(Try it) Copy the lines below that contain "ride".

(Exercise input)
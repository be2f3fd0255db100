//! Spending by category
//!
//! Category totals count expense transactions only. A category with no
//! expense in the selected month is absent from the result rather than zero.

use std::collections::BTreeMap;

use crate::display::{format_bar, format_percentage, period_label, separator, truncate};
use crate::models::{Money, Month, Transaction, TransactionKind};

/// Sum expense amounts per category, optionally within one month
pub fn category_spending(
    transactions: &[Transaction],
    month: Option<Month>,
) -> BTreeMap<String, Money> {
    let mut spending: BTreeMap<String, Money> = BTreeMap::new();

    for txn in transactions.iter().filter(|t| t.in_month(month)) {
        match txn.kind {
            TransactionKind::Expense => {
                *spending.entry(txn.category.clone()).or_default() += txn.amount;
            }
            TransactionKind::Income => {}
        }
    }

    spending
}

/// One category in the spending report
#[derive(Debug, Clone, PartialEq)]
pub struct SpendingRow {
    pub category: String,
    pub amount: Money,
    /// Share of the report total, 0 to 100
    pub percentage: f64,
}

/// Data behind the spending chart
#[derive(Debug, Clone)]
pub struct SpendingReport {
    pub month: Option<Month>,
    /// Largest spend first
    pub rows: Vec<SpendingRow>,
    pub total: Money,
}

impl SpendingReport {
    /// Build the report, or `None` when there is no spending to show
    pub fn generate(transactions: &[Transaction], month: Option<Month>) -> Option<Self> {
        let spending = category_spending(transactions, month);
        if spending.is_empty() {
            return None;
        }

        let total: Money = spending.values().copied().sum();
        let mut rows: Vec<SpendingRow> = spending
            .into_iter()
            .map(|(category, amount)| SpendingRow {
                percentage: if total.is_positive() {
                    amount.as_f64() / total.as_f64() * 100.0
                } else {
                    0.0
                },
                category,
                amount,
            })
            .collect();

        rows.sort_by(|a, b| b.amount.cmp(&a.amount).then_with(|| a.category.cmp(&b.category)));

        Some(Self { month, rows, total })
    }

    /// Format the report as a bar chart for terminal display
    pub fn format_terminal(&self, symbol: &str) -> String {
        let mut output = String::new();
        let width = 72;

        output.push_str(&format!("Spending by Category - {}\n", period_label(self.month)));
        output.push_str(&separator(width));
        output.push('\n');

        let max = self
            .rows
            .first()
            .map(|r| r.amount.as_f64())
            .unwrap_or_default();

        for row in &self.rows {
            output.push_str(&format!(
                "{:<18} {:>12} {:>6}  {}\n",
                truncate(&row.category, 18),
                row.amount.format_with_symbol(symbol),
                format_percentage(row.percentage),
                format_bar(row.amount.as_f64(), max, 30)
            ));
        }

        output.push_str(&separator(width));
        output.push('\n');
        output.push_str(&format!(
            "{:<18} {:>12}\n",
            "Total",
            self.total.format_with_symbol(symbol)
        ));

        output
    }
}

#[cfg(test)]
mod tests {
    use super::*;
    use crate::models::TransactionId;
    use chrono::NaiveDate;

    fn txn(
        id: u64,
        kind: TransactionKind,
        units: i64,
        category: &str,
        date: (i32, u32, u32),
    ) -> Transaction {
        Transaction::new(
            TransactionId::new(id),
            kind,
            Money::from_units(units),
            category,
            "test",
            NaiveDate::from_ymd_opt(date.0, date.1, date.2).unwrap(),
            Vec::new(),
        )
    }

    fn sample() -> Vec<Transaction> {
        vec![
            txn(1, TransactionKind::Income, 5000, "Salary", (2025, 1, 1)),
            txn(2, TransactionKind::Income, 500, "Freelance", (2025, 1, 2)),
            txn(3, TransactionKind::Expense, 150, "Food", (2025, 1, 3)),
            txn(4, TransactionKind::Expense, 75, "Food", (2025, 1, 4)),
            txn(5, TransactionKind::Expense, 50, "Transport", (2025, 1, 5)),
        ]
    }

    #[test]
    fn test_category_spending_all_time() {
        let spending = category_spending(&sample(), None);
        assert_eq!(spending.len(), 2);
        assert_eq!(spending["Food"], Money::from_units(225));
        assert_eq!(spending["Transport"], Money::from_units(50));
    }

    #[test]
    fn test_income_never_counts_as_spending() {
        let mut txns = sample();
        txns.push(txn(6, TransactionKind::Income, 40, "Food", (2025, 1, 6)));
        let spending = category_spending(&txns, None);
        assert_eq!(spending["Food"], Money::from_units(225));
        assert!(!spending.contains_key("Salary"));
    }

    #[test]
    fn test_month_filter() {
        let mut txns = sample();
        txns.push(txn(6, TransactionKind::Expense, 20, "Food", (2025, 2, 1)));
        txns.push(txn(7, TransactionKind::Expense, 10, "Books", (2024, 2, 1)));

        let feb = category_spending(&txns, Month::new(2025, 2));
        assert_eq!(feb.len(), 1);
        assert_eq!(feb["Food"], Money::from_units(20));

        let march = category_spending(&txns, Month::new(2025, 3));
        assert!(march.is_empty());
    }

    #[test]
    fn test_report_is_none_without_spending() {
        let income_only = vec![txn(1, TransactionKind::Income, 100, "Salary", (2025, 1, 1))];
        assert!(SpendingReport::generate(&income_only, None).is_none());
        assert!(SpendingReport::generate(&[], None).is_none());
    }

    #[test]
    fn test_report_rows_and_shares() {
        let report = SpendingReport::generate(&sample(), None).unwrap();
        assert_eq!(report.total, Money::from_units(275));
        assert_eq!(report.rows[0].category, "Food");
        assert_eq!(report.rows[1].category, "Transport");

        let share_sum: f64 = report.rows.iter().map(|r| r.percentage).sum();
        assert!((share_sum - 100.0).abs() < 1e-9);
    }

    #[test]
    fn test_format_terminal() {
        let report = SpendingReport::generate(&sample(), None).unwrap();
        let text = report.format_terminal("$");
        assert!(text.contains("Spending by Category - All Time"));
        assert!(text.contains("$225.00"));
        assert!(text.contains("$275.00"));
    }
}
//! Month-by-month income and expense totals

use std::collections::BTreeMap;

use crate::display::separator;
use crate::models::{Money, Month, Transaction, TransactionKind};

/// Income and expense totals for one month
#[derive(Debug, Clone, Copy, Default, PartialEq, Eq)]
pub struct MonthTotals {
    pub income: Money,
    pub expenses: Money,
}

impl MonthTotals {
    pub fn net(&self) -> Money {
        self.income - self.expenses
    }
}

/// Totals for every month that has at least one transaction
#[derive(Debug, Clone, Default, PartialEq, Eq)]
pub struct MonthlySummary {
    /// Oldest month first
    pub months: BTreeMap<Month, MonthTotals>,
}

impl MonthlySummary {
    /// One pass over all transactions, no filtering
    pub fn generate(transactions: &[Transaction]) -> Self {
        let mut months: BTreeMap<Month, MonthTotals> = BTreeMap::new();

        for txn in transactions {
            let totals = months.entry(txn.month()).or_default();
            match txn.kind {
                TransactionKind::Income => totals.income += txn.amount,
                TransactionKind::Expense => totals.expenses += txn.amount,
            }
        }

        Self { months }
    }

    pub fn get(&self, month: Month) -> Option<MonthTotals> {
        self.months.get(&month).copied()
    }

    pub fn is_empty(&self) -> bool {
        self.months.is_empty()
    }

    /// Format as a table, newest month first
    pub fn format_terminal(&self, symbol: &str) -> String {
        if self.months.is_empty() {
            return "No transactions recorded yet.\n".to_string();
        }

        let mut output = String::new();
        output.push_str(&format!(
            "{:<8} {:>14} {:>14} {:>14}\n",
            "Month", "Income", "Expenses", "Net"
        ));
        output.push_str(&separator(53));
        output.push('\n');

        for (month, totals) in self.months.iter().rev() {
            output.push_str(&format!(
                "{:<8} {:>14} {:>14} {:>14}\n",
                month.to_string(),
                totals.income.format_with_symbol(symbol),
                totals.expenses.format_with_symbol(symbol),
                totals.net().format_with_symbol(symbol)
            ));
        }

        output
    }
}
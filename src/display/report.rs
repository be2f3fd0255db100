//! Report formatting utilities for terminal output
//!
//! Provides formatting helpers shared by the report views.

use crate::models::Money;

/// Format a money amount with color hints for terminal display
pub fn format_money_colored(amount: Money, symbol: &str) -> String {
    let text = amount.format_with_symbol(symbol);
    if amount.is_negative() {
        format!("\x1b[31m{}\x1b[0m", text) // Red for negative
    } else if amount.is_positive() {
        format!("\x1b[32m{}\x1b[0m", text) // Green for positive
    } else {
        text
    }
}

/// Format a percentage with appropriate precision
pub fn format_percentage(pct: f64) -> String {
    if pct < 0.1 && pct > 0.0 {
        format!("{:.2}%", pct)
    } else if pct < 10.0 {
        format!("{:.1}%", pct)
    } else {
        format!("{:.0}%", pct)
    }
}

/// Create a simple bar chart representation
pub fn format_bar(value: f64, max_value: f64, width: usize) -> String {
    if max_value <= 0.0 || value <= 0.0 {
        return " ".repeat(width);
    }

    let filled = ((value / max_value) * width as f64).round() as usize;
    let filled = filled.min(width);

    format!("{}{}", "█".repeat(filled), "░".repeat(width - filled))
}

/// Format a header line with padding
pub fn format_header(title: &str, width: usize) -> String {
    let len = title.chars().count();
    let padding = if len >= width { 0 } else { (width - len) / 2 };
    format!("{}{}", " ".repeat(padding), title)
}

/// Format a separator line
pub fn separator(width: usize) -> String {
    "─".repeat(width)
}

/// Format a double separator line
pub fn double_separator(width: usize) -> String {
    "═".repeat(width)
}

/// Truncate a string to a maximum length with ellipsis
pub fn truncate(s: &str, max_len: usize) -> String {
    if s.chars().count() <= max_len {
        s.to_string()
    } else if max_len <= 3 {
        "...".chars().take(max_len).collect()
    } else {
        let head: String = s.chars().take(max_len - 3).collect();
        format!("{}...", head)
    }
}

/// Label for an optional month filter
pub fn period_label(month: Option<crate::models::Month>) -> String {
    month
        .map(|m| m.display_long())
        .unwrap_or_else(|| "All Time".to_string())
}
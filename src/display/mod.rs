//! Terminal display formatting
//!
//! Helpers for rendering transactions and report values in the CLI.

pub mod report;
pub mod transaction;

pub use report::{
    double_separator, format_bar, format_header, format_money_colored, format_percentage,
    period_label, separator, truncate,
};
pub use transaction::{format_transaction_details, format_transaction_table};
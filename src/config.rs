//! Persisted editor settings.
//!
//! Settings are a flat JSON object at `<config dir>/ride/settings.json`.
//! Missing or unknown keys are ignored; any load failure falls back to
//! defaults so a corrupt file never prevents startup.

use std::fs;
use std::path::{Path, PathBuf};

use serde::{Deserialize, Serialize};

use crate::error::AppError;

/// Window geometry as last seen at shutdown.
#[derive(Debug, Clone, PartialEq, Eq, Serialize, Deserialize)]
#[serde(default)]
pub struct WindowGeometry {
    pub width: u32,
    pub height: u32,
    pub x: i32,
    pub y: i32,
}

impl Default for WindowGeometry {
    fn default() -> Self {
        Self {
            width: 1000,
            height: 600,
            x: 0,
            y: 0,
        }
    }
}

/// Settings loaded at startup and written at shutdown.
#[derive(Debug, Clone, PartialEq, Eq, Serialize, Deserialize)]
#[serde(default)]
pub struct Settings {
    pub window: WindowGeometry,
    pub explorer_visible: bool,
    pub terminal_visible: bool,
}

impl Default for Settings {
    fn default() -> Self {
        Self {
            window: WindowGeometry::default(),
            explorer_visible: true,
            terminal_visible: true,
        }
    }
}

impl Settings {
    /// Returns the path to the settings file.
    pub fn default_path() -> Option<PathBuf> {
        dirs::config_dir().map(|p| p.join("ride").join("settings.json"))
    }

    /// Loads settings from the default location, falling back to defaults
    /// if the directory cannot be determined or the file is unreadable.
    pub fn load() -> Self {
        match Self::default_path() {
            Some(path) => Self::load_from(&path),
            None => {
                tracing::warn!("could not determine config directory, using defaults");
                Self::default()
            }
        }
    }

    /// Loads settings from `path`. A missing or unparsable file yields
    /// defaults; the failure is logged, never surfaced.
    pub fn load_from(path: &Path) -> Self {
        if !path.exists() {
            tracing::info!(?path, "no settings file, using defaults");
            return Self::default();
        }

        match fs::read_to_string(path) {
            Ok(contents) => match serde_json::from_str(&contents) {
                Ok(settings) => {
                    tracing::info!(?path, "loaded settings");
                    settings
                }
                Err(e) => {
                    tracing::error!(?path, error = %e, "failed to parse settings file");
                    Self::default()
                }
            },
            Err(e) => {
                tracing::error!(?path, error = %e, "failed to read settings file");
                Self::default()
            }
        }
    }

    /// Saves settings to the default location.
    pub fn save(&self) -> Result<(), AppError> {
        let path = Self::default_path()
            .ok_or_else(|| AppError::Settings("could not determine config directory".into()))?;
        self.save_to(&path)
    }

    /// Saves settings to `path`, creating parent directories as needed.
    pub fn save_to(&self, path: &Path) -> Result<(), AppError> {
        if let Some(parent) = path.parent() {
            fs::create_dir_all(parent).map_err(|e| AppError::Settings(e.to_string()))?;
        }

        let json =
            serde_json::to_string_pretty(self).map_err(|e| AppError::Settings(e.to_string()))?;
        fs::write(path, json).map_err(|e| AppError::Settings(e.to_string()))?;
        tracing::info!(?path, "saved settings");
        Ok(())
    }
}
//! Explorer pane rendering: the indented file tree with selection.

use ratatui::{
    layout::Rect,
    style::{Modifier, Style},
    text::{Line, Span},
    widgets::{Block, Borders, List, ListItem},
    Frame,
};

use crate::explorer::FileTree;
use crate::ui::theme::DEFAULT_THEME;

/// Render the file tree pane.
pub fn render_explorer_pane(
    frame: &mut Frame,
    area: Rect,
    tree: &FileTree,
    is_focused: bool,
    scroll_offset: &mut usize,
) {
    let border_style = if is_focused {
        Style::default()
            .fg(DEFAULT_THEME.border_focused)
            .add_modifier(Modifier::BOLD)
    } else {
        Style::default().fg(DEFAULT_THEME.border_normal)
    };

    let block = Block::default()
        .title(" Explorer ")
        .borders(Borders::ALL)
        .border_style(border_style);

    let nodes = tree.visible_nodes();
    let visible_height = area.height.saturating_sub(2).max(1) as usize;

    // Keep the selection inside the visible window.
    if tree.selected < *scroll_offset {
        *scroll_offset = tree.selected;
    } else if tree.selected >= *scroll_offset + visible_height {
        *scroll_offset = tree.selected + 1 - visible_height;
    }
    if nodes.len() > visible_height {
        *scroll_offset = (*scroll_offset).min(nodes.len() - visible_height);
    } else {
        *scroll_offset = 0;
    }

    let items: Vec<ListItem> = nodes
        .iter()
        .enumerate()
        .skip(*scroll_offset)
        .take(visible_height)
        .map(|(idx, node)| {
            let indent = "  ".repeat(node.depth);
            let glyph = if node.is_dir {
                if node.expanded {
                    "▾ "
                } else {
                    "▸ "
                }
            } else {
                "  "
            };
            let name_style = if node.is_dir {
                Style::default().fg(DEFAULT_THEME.directory)
            } else {
                Style::default().fg(DEFAULT_THEME.fg)
            };
            let mut line = Line::from(vec![
                Span::raw(indent),
                Span::styled(glyph, Style::default().fg(DEFAULT_THEME.comment)),
                Span::styled(node.name.clone(), name_style),
            ]);
            if idx == tree.selected && is_focused {
                for span in &mut line.spans {
                    span.style = span
                        .style
                        .patch(Style::default().bg(DEFAULT_THEME.current_line_bg));
                }
            }
            ListItem::new(line)
        })
        .collect();

    let list = List::new(items).block(block);
    frame.render_widget(list, area);
}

(Solution to the problem)
//! Settings are a flat JSON object at `<config dir>/ride/settings.json`.
        dirs::config_dir().map(|p| p.join("ride").join("settings.json"))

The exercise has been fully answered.